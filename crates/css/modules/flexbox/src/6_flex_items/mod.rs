//! Flex Items: per-node style storage and resolution helpers
//! Spec: <https://www.w3.org/TR/css-flexbox-1/#flex-items>

use crate::chapter5::{
    Align, Display, Edge, FlexDirection, FlexWrap, Justify, Overflow, PositionType,
};
use crate::geometry::{Rect, Size};

/// A style length in the engine's native units: points or percent (0..=100).
#[derive(Copy, Clone, Debug, Default, PartialEq)]
pub enum Value {
    /// Not set; resolves through edge fallbacks or to the property default.
    #[default]
    Undefined,
    Point(f32),
    Percent(f32),
    Auto,
}

impl Value {
    /// Resolve to points against `base`; `None` when auto/undefined or the base is indefinite.
    #[inline]
    pub fn resolve(self, base: Option<f32>) -> Option<f32> {
        match self {
            Self::Point(points) => Some(points),
            Self::Percent(percent) => base.map(|reference| reference * percent / 100.0),
            Self::Undefined | Self::Auto => None,
        }
    }

    #[inline]
    pub const fn is_auto(self) -> bool {
        matches!(self, Self::Auto)
    }

    #[inline]
    pub const fn is_defined(self) -> bool {
        !matches!(self, Self::Undefined)
    }
}

/// Everything the solver reads from a node.
#[derive(Copy, Clone, Debug, PartialEq)]
pub struct NodeStyle {
    pub direction: FlexDirection,
    pub wrap: FlexWrap,
    pub justify_content: Justify,
    pub align_items: Align,
    pub align_self: Align,
    pub align_content: Align,
    pub position_type: PositionType,
    pub display: Display,
    pub overflow: Overflow,
    pub flex_grow: f32,
    pub flex_shrink: f32,
    pub flex_basis: Value,
    pub width: Value,
    pub height: Value,
    pub min_width: Value,
    pub min_height: Value,
    pub max_width: Value,
    pub max_height: Value,
    pub aspect_ratio: Option<f32>,
    pub margin: [Value; Edge::COUNT],
    pub padding: [Value; Edge::COUNT],
    pub border: [Value; Edge::COUNT],
    pub position: [Value; Edge::COUNT],
    /// `[column, row]`
    pub gap: [Value; 2],
}

impl Default for NodeStyle {
    /// Web defaults: row direction, stretch alignment, shrink factor 1.
    fn default() -> Self {
        Self {
            direction: FlexDirection::Row,
            wrap: FlexWrap::NoWrap,
            justify_content: Justify::FlexStart,
            align_items: Align::Stretch,
            align_self: Align::Auto,
            align_content: Align::Stretch,
            position_type: PositionType::Static,
            display: Display::Flex,
            overflow: Overflow::Visible,
            flex_grow: 0.0,
            flex_shrink: 1.0,
            flex_basis: Value::Auto,
            width: Value::Auto,
            height: Value::Auto,
            min_width: Value::Undefined,
            min_height: Value::Undefined,
            max_width: Value::Undefined,
            max_height: Value::Undefined,
            aspect_ratio: None,
            margin: [Value::Undefined; Edge::COUNT],
            padding: [Value::Undefined; Edge::COUNT],
            border: [Value::Undefined; Edge::COUNT],
            position: [Value::Undefined; Edge::COUNT],
            gap: [Value::Undefined; 2],
        }
    }
}

impl NodeStyle {
    /// Style sizes resolved against the containing block.
    pub fn size(&self, base: Size<Option<f32>>) -> Size<Option<f32>> {
        Size {
            width: self.width.resolve(base.width),
            height: self.height.resolve(base.height),
        }
    }

    pub fn min_size(&self, base: Size<Option<f32>>) -> Size<Option<f32>> {
        Size {
            width: self.min_width.resolve(base.width),
            height: self.min_height.resolve(base.height),
        }
    }

    pub fn max_size(&self, base: Size<Option<f32>>) -> Size<Option<f32>> {
        Size {
            width: self.max_width.resolve(base.width),
            height: self.max_height.resolve(base.height),
        }
    }

    /// Usable aspect ratio, if any.
    pub fn ratio(&self) -> Option<f32> {
        self.aspect_ratio
            .filter(|ratio| ratio.is_finite() && *ratio > 0.0)
    }
}

/// Value stored for a physical edge after walking its fallback chain.
pub fn edge_value(values: &[Value; Edge::COUNT], edge: Edge) -> Value {
    edge.lookup_chain()
        .iter()
        .map(|candidate| values[candidate.index()])
        .find(|value| value.is_defined())
        .unwrap_or_default()
}

/// Resolve four physical edges to points; percentages use the containing block width.
pub fn resolve_edges(values: &[Value; Edge::COUNT], width_base: Option<f32>) -> Rect<f32> {
    let resolve = |edge| edge_value(values, edge).resolve(width_base).unwrap_or(0.0);
    Rect {
        left: resolve(Edge::Left),
        top: resolve(Edge::Top),
        right: resolve(Edge::Right),
        bottom: resolve(Edge::Bottom),
    }
}

/// Which physical edges are `auto`.
pub fn auto_edges(values: &[Value; Edge::COUNT]) -> Rect<bool> {
    Rect {
        left: edge_value(values, Edge::Left).is_auto(),
        top: edge_value(values, Edge::Top).is_auto(),
        right: edge_value(values, Edge::Right).is_auto(),
        bottom: edge_value(values, Edge::Bottom).is_auto(),
    }
}

/// Resolve a physical inset; `None` when unset or auto.
pub fn inset(style: &NodeStyle, edge: Edge, base: Option<f32>) -> Option<f32> {
    edge_value(&style.position, edge).resolve(base)
}

#[cfg(test)]
mod tests {
    use super::*;

    #[test]
    fn edge_lookup_prefers_specific_then_logical_then_group() {
        let mut values = [Value::Undefined; Edge::COUNT];
        values[Edge::All.index()] = Value::Point(1.0);
        values[Edge::Horizontal.index()] = Value::Point(2.0);
        values[Edge::Start.index()] = Value::Point(3.0);
        values[Edge::Bottom.index()] = Value::Percent(10.0);
        let rect = resolve_edges(&values, Some(200.0));
        assert!((rect.left - 3.0).abs() < f32::EPSILON);
        assert!((rect.right - 2.0).abs() < f32::EPSILON);
        assert!((rect.top - 1.0).abs() < f32::EPSILON);
        assert!((rect.bottom - 20.0).abs() < f32::EPSILON);
    }

    #[test]
    fn percentages_need_a_definite_base() {
        assert_eq!(Value::Percent(50.0).resolve(None), None);
        let resolved = Value::Percent(50.0).resolve(Some(80.0)).unwrap_or_default();
        assert!((resolved - 40.0).abs() < f32::EPSILON);
        assert_eq!(Value::Auto.resolve(Some(80.0)), None);
    }

    #[test]
    fn auto_margins_are_detected_through_fallbacks() {
        let mut values = [Value::Undefined; Edge::COUNT];
        values[Edge::Horizontal.index()] = Value::Auto;
        let autos = auto_edges(&values);
        assert!(autos.left && autos.right);
        assert!(!autos.top && !autos.bottom);
    }
}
——
Now output the listing above, exactly as it appears.

[Solved exercise]
filename crates/css/modules/flexbox/src/6_flex_items/mod.rs
//! Flex Items: per-node style storage and resolution helpers
//! Spec: <https://www.w3.org/TR/css-flexbox-1/#flex-items>

use crate::chapter5::{
    Align, Display, Edge, FlexDirection, FlexWrap, Justify, Overflow, PositionType,
};
use crate::geometry::{Rect, Size};

/// A style length in the engine's native units: points or percent (0..=100).
#[derive(Copy, Clone, Debug, Default, PartialEq)]
pub enum Value {
    /// Not set; resolves through edge fallbacks or to the property default.
    #[default]
    Undefined,
    Point(f32),
    Percent(f32),
    Auto,
}

impl Value {
    /// Resolve to points against `base`; `None` when auto/undefined or the base is indefinite.
    #[inline]
    pub fn resolve(self, base: Option<f32>) -> Option<f32> {
        match self {
            Self::Point(points) => Some(points),
            Self::Percent(percent) => base.map(|reference| reference * percent / 100.0),
            Self::Undefined | Self::Auto => None,
        }
    }

    #[inline]
    pub const fn is_auto(self) -> bool {
        matches!(self, Self::Auto)
    }

    #[inline]
    pub const fn is_defined(self) -> bool {
        !matches!(self, Self::Undefined)
    }
}

/// Everything the solver reads from a node.
#[derive(Copy, Clone, Debug, PartialEq)]
pub struct NodeStyle {
    pub direction: FlexDirection,
    pub wrap: FlexWrap,
    pub justify_content: Justify,
    pub align_items: Align,
    pub align_self: Align,
    pub align_content: Align,
    pub position_type: PositionType,
    pub display: Display,
    pub overflow: Overflow,
    pub flex_grow: f32,
    pub flex_shrink: f32,
    pub flex_basis: Value,
    pub width: Value,
    pub height: Value,
    pub min_width: Value,
    pub min_height: Value,
    pub max_width: Value,
    pub max_height: Value,
    pub aspect_ratio: Option<f32>,
    pub margin: [Value; Edge::COUNT],
    pub padding: [Value; Edge::COUNT],
    pub border: [Value; Edge::COUNT],
    pub position: [Value; Edge::COUNT],
    /// `[column, row]`
    pub gap: [Value; 2],
}

impl Default for NodeStyle {
    /// Web defaults: row direction, stretch alignment, shrink factor 1.
    fn default() -> Self {
        Self {
            direction: FlexDirection::Row,
            wrap: FlexWrap::NoWrap,
            justify_content: Justify::FlexStart,
            align_items: Align::Stretch,
            align_self: Align::Auto,
            align_content: Align::Stretch,
            position_type: PositionType::Static,
            display: Display::Flex,
            overflow: Overflow::Visible,
            flex_grow: 0.0,
            flex_shrink: 1.0,
            flex_basis: Value::Auto,
            width: Value::Auto,
            height: Value::Auto,
            min_width: Value::Undefined,
            min_height: Value::Undefined,
            max_width: Value::Undefined,
            max_height: Value::Undefined,
            aspect_ratio: None,
            margin: [Value::Undefined; Edge::COUNT],
            padding: [Value::Undefined; Edge::COUNT],
            border: [Value::Undefined; Edge::COUNT],
            position: [Value::Undefined; Edge::COUNT],
            gap: [Value::Undefined; 2],
        }
    }
}

impl NodeStyle {
    /// Style sizes resolved against the containing block.
    pub fn size(&self, base: Size<Option<f32>>) -> Size<Option<f32>> {
        Size {
            width: self.width.resolve(base.width),
            height: self.height.resolve(base.height),
        }
    }

    pub fn min_size(&self, base: Size<Option<f32>>) -> Size<Option<f32>> {
        Size {
            width: self.min_width.resolve(base.width),
            height: self.min_height.resolve(base.height),
        }
    }

    pub fn max_size(&self, base: Size<Option<f32>>) -> Size<Option<f32>> {
        Size {
            width: self.max_width.resolve(base.width),
            height: self.max_height.resolve(base.height),
        }
    }

    /// Usable aspect ratio, if any.
    pub fn ratio(&self) -> Option<f32> {
        self.aspect_ratio
            .filter(|ratio| ratio.is_finite() && *ratio > 0.0)
    }
}

/// Value stored for a physical edge after walking its fallback chain.
pub fn edge_value(values: &[Value; Edge::COUNT], edge: Edge) -> Value {
    edge.lookup_chain()
        .iter()
        .map(|candidate| values[candidate.index()])
        .find(|value| value.is_defined())
        .unwrap_or_default()
}

/// Resolve four physical edges to points; percentages use the containing block width.
pub fn resolve_edges(values: &[Value; Edge::COUNT], width_base: Option<f32>) -> Rect<f32> {
    let resolve = |edge| edge_value(values, edge).resolve(width_base).unwrap_or(0.0);
    Rect {
        left: resolve(Edge::Left),
        top: resolve(Edge::Top),
        right: resolve(Edge::Right),
        bottom: resolve(Edge::Bottom),
    }
}

/// Which physical edges are `auto`.
pub fn auto_edges(values: &[Value; Edge::COUNT]) -> Rect<bool> {
    Rect {
        left: edge_value(values, Edge::Left).is_auto(),
        top: edge_value(values, Edge::Top).is_auto(),
        right: edge_value(values, Edge::Right).is_auto(),
        bottom: edge_value(values, Edge::Bottom).is_auto(),
    }
}

/// Resolve a physical inset; `None` when unset or auto.
pub fn inset(style: &NodeStyle, edge: Edge, base: Option<f32>) -> Option<f32> {
    edge_value(&style.position, edge).resolve(base)
}

#[cfg(test)]
mod tests {
    use super::*;

    #[test]
    fn edge_lookup_prefers_specific_then_logical_then_group() {
        let mut values = [Value::Undefined; Edge::COUNT];
        values[Edge::All.index()] = Value::Point(1.0);
        values[Edge::Horizontal.index()] = Value::Point(2.0);
        values[Edge::Start.index()] = Value::Point(3.0);
        values[Edge::Bottom.index()] = Value::Percent(10.0);
        let rect = resolve_edges(&values, Some(200.0));
        assert!((rect.left - 3.0).abs() < f32::EPSILON);
        assert!((rect.right - 2.0).abs() < f32::EPSILON);
        assert!((rect.top - 1.0).abs() < f32::EPSILON);
        assert!((rect.bottom - 20.0).abs() < f32::EPSILON);
    }

    #[test]
    fn percentages_need_a_definite_base() {
        assert_eq!(Value::Percent(50.0).resolve(None), None);
        let resolved = Value::Percent(50.0).resolve(Some(80.0)).unwrap_or_default();
        assert!((resolved - 40.0).abs() < f32::EPSILON);
        assert_eq!(Value::Auto.resolve(Some(80.0)), None);
    }

    #[test]
    fn auto_margins_are_detected_through_fallbacks() {
        let mut values = [Value::Undefined; Edge::COUNT];
        values[Edge::Horizontal.index()] = Value::Auto;
        let autos = auto_edges(&values);
        assert!(autos.left && autos.right);
        assert!(!autos.top && !autos.bottom);
    }
}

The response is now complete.